Stored data entries:
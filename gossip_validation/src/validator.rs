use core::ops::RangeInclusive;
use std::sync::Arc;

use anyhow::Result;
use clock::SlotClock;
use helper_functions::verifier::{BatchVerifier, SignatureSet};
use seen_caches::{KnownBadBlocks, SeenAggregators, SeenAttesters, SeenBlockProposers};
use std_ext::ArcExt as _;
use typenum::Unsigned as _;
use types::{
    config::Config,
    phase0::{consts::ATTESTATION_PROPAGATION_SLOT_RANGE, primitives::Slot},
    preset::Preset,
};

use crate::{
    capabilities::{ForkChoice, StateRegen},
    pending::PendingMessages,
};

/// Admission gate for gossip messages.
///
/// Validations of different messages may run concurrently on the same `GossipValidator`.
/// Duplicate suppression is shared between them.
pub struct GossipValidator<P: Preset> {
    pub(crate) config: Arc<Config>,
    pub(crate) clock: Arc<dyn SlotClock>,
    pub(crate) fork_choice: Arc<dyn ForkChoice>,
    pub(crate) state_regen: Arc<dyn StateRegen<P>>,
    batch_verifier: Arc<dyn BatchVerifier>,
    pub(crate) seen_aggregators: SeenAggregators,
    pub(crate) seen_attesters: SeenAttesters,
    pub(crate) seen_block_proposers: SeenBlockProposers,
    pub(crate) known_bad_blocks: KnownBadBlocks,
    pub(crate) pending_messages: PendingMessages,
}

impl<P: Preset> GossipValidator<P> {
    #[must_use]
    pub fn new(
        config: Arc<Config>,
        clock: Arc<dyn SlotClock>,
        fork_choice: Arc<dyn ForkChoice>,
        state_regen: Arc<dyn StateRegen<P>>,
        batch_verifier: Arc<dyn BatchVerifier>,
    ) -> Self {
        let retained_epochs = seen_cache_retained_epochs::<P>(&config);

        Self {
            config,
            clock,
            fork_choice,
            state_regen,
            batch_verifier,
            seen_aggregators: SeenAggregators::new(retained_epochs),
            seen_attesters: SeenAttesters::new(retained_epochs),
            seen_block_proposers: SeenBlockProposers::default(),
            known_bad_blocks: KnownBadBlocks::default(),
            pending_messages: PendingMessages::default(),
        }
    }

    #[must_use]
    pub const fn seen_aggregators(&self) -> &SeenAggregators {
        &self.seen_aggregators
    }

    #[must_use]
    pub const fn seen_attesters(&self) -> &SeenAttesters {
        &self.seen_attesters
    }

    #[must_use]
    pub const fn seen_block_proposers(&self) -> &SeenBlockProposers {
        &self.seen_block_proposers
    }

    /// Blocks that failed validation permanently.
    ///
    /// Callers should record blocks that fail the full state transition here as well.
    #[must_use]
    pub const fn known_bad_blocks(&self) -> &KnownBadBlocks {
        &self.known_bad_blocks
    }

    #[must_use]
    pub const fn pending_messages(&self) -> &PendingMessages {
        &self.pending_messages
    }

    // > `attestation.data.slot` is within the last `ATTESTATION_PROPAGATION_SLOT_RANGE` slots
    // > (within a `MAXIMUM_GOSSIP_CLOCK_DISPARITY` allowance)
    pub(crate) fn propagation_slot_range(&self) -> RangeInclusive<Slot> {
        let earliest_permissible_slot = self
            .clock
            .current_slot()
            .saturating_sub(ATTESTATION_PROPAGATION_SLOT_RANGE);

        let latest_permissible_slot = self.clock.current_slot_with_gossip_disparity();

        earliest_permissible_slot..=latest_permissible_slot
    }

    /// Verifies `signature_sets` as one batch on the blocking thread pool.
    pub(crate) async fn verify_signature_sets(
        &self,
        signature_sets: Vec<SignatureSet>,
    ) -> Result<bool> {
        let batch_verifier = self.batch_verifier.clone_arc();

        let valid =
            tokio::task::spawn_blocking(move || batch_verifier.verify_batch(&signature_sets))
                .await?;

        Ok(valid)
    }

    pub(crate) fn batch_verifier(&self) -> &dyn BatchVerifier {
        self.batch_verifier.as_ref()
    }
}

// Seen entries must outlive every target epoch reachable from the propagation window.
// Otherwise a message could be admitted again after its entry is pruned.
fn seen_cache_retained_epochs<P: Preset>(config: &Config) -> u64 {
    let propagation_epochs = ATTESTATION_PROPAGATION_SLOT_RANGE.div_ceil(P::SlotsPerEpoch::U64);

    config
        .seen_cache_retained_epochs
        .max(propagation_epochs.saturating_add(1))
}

### DESCRIPTION OF THE TASK:
Filter the data above by the word "KnownBadBlocks" and copy every line that matches.

### OUTPUT BELOW:
use seen_caches::{KnownBadBlocks, SeenAggregators, SeenAttesters, SeenBlockProposers};
    pub(crate) known_bad_blocks: KnownBadBlocks,
            known_bad_blocks: KnownBadBlocks::default(),
    pub const fn known_bad_blocks(&self) -> &KnownBadBlocks {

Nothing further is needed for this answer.